Flexible fitting to infer atomistic-precision models of large-amplitude conformational dynamics in biomolecules from high-speed atomic force microscopy imaging

High-speed atomic force microscopy (HS-AFM) experiments allow direct observation of biomolecular dynamics at the single-molecule level, acquiring a large amount of topographic imaging data that visualizes changes of the molecular surface during functional activity over an extended period of time. Since images have no atomistic resolution, a major challenge has been to develop post-experimental computational methods to infer atomistic information from measurements.

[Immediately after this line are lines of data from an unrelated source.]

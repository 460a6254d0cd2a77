// Licensed to the Apache Software Foundation (ASF) under one
// or more contributor license agreements.  See the NOTICE file
// distributed with this work for additional information
// regarding copyright ownership.  The ASF licenses this file
// to you under the Apache License, Version 2.0 (the
// "License"); you may not use this file except in compliance
// with the License.  You may obtain a copy of the License at
//
//   http://www.apache.org/licenses/LICENSE-2.0
//
// Unless required by applicable law or agreed to in writing,
// software distributed under the License is distributed on an
// "AS IS" BASIS, WITHOUT WARRANTIES OR CONDITIONS OF ANY
// KIND, either express or implied.  See the License for the
// specific language governing permissions and limitations
// under the License.

use std::sync::{Arc, Mutex, MutexGuard};
use std::time::Duration;

use log::debug;

use crate::{Context, Error, ProvideCredential, Result, SignRequest, SigningCredential};

/// Signer pairs a credential provider with a request builder.
///
/// The credential is loaded lazily on the first `sign` and cached until it
/// stops being valid or [`Signer::invalidate`] is called. Clones share the
/// cache.
#[derive(Clone, Debug)]
pub struct Signer<C: SigningCredential> {
    ctx: Context,
    provider: Arc<dyn ProvideCredential<Credential = C>>,
    builder: Arc<dyn SignRequest<Credential = C>>,
    cached: Arc<Mutex<Option<C>>>,
}

impl<C: SigningCredential> Signer<C> {
    /// Create a new signer.
    pub fn new(
        ctx: Context,
        provider: impl ProvideCredential<Credential = C>,
        builder: impl SignRequest<Credential = C>,
    ) -> Self {
        Self {
            ctx,
            provider: Arc::new(provider),
            builder: Arc::new(builder),
            cached: Arc::new(Mutex::new(None)),
        }
    }

    /// Context this signer sends requests through.
    pub fn context(&self) -> &Context {
        &self.ctx
    }

    /// Drop the cached credential so the next `sign` loads a fresh one.
    pub fn invalidate(&self) -> Result<()> {
        *self.cache()? = None;
        Ok(())
    }

    /// Sign `req` in place with the cached or freshly loaded credential.
    pub async fn sign(
        &self,
        req: &mut http::request::Parts,
        body: &[u8],
        expires_in: Option<Duration>,
    ) -> Result<()> {
        let credential = self.credential().await?;
        self.builder
            .sign_request(&self.ctx, req, body, credential.as_ref(), expires_in)
            .await
    }

    async fn credential(&self) -> Result<Option<C>> {
        let cached = self.cache()?.clone();
        if cached.is_valid() {
            return Ok(cached);
        }

        debug!("no valid credential cached, asking provider {:?}", self.provider);
        let loaded = self.provider.provide_credential(&self.ctx).await?;
        if loaded.is_none() {
            debug!("credential provider returned nothing");
        }
        *self.cache()? = loaded.clone();
        Ok(loaded)
    }

    fn cache(&self) -> Result<MutexGuard<'_, Option<C>>> {
        self.cached
            .lock()
            .map_err(|_| Error::unexpected("credential cache lock poisoned"))
    }
}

The recently developed NMFF-AFM flexible fitting method provides a computationally efficient approach promising to infer atomistic-precision models of conformational dynamics from resolution-limited AFM imaging data. We report the software integration of this method into the well-established BioAFMviewer platform and demonstrate first applications to experimental HS-AFM imaging data. To facilitate applications, we developed a direct workflow from raw experimental AFM data to visualization and analysis of fitting results. The presented applications to experimental data of a single protein domain, a protein complex, and a megadalton size protein filament demonstrate versatility of NMFF-AFM modelling to reproduce large-amplitude conformational motions of biomolecular dynamics from HS-AFM imaging. As a first step towards automated large-scale analysis of AFM imaging data, we furthermore demonstrate reconstruction of an atomistic molecular movie of protein dynamics, involving large-amplitude conformational transitions, from a measured HS-AFM movie sequence. Implementation of flexible fitting within the standalone user-friendly interactive BioAFMviewer software opens the opportunity for broad range applications to facilitate the understanding of resolution-limited HS-AFM measurements.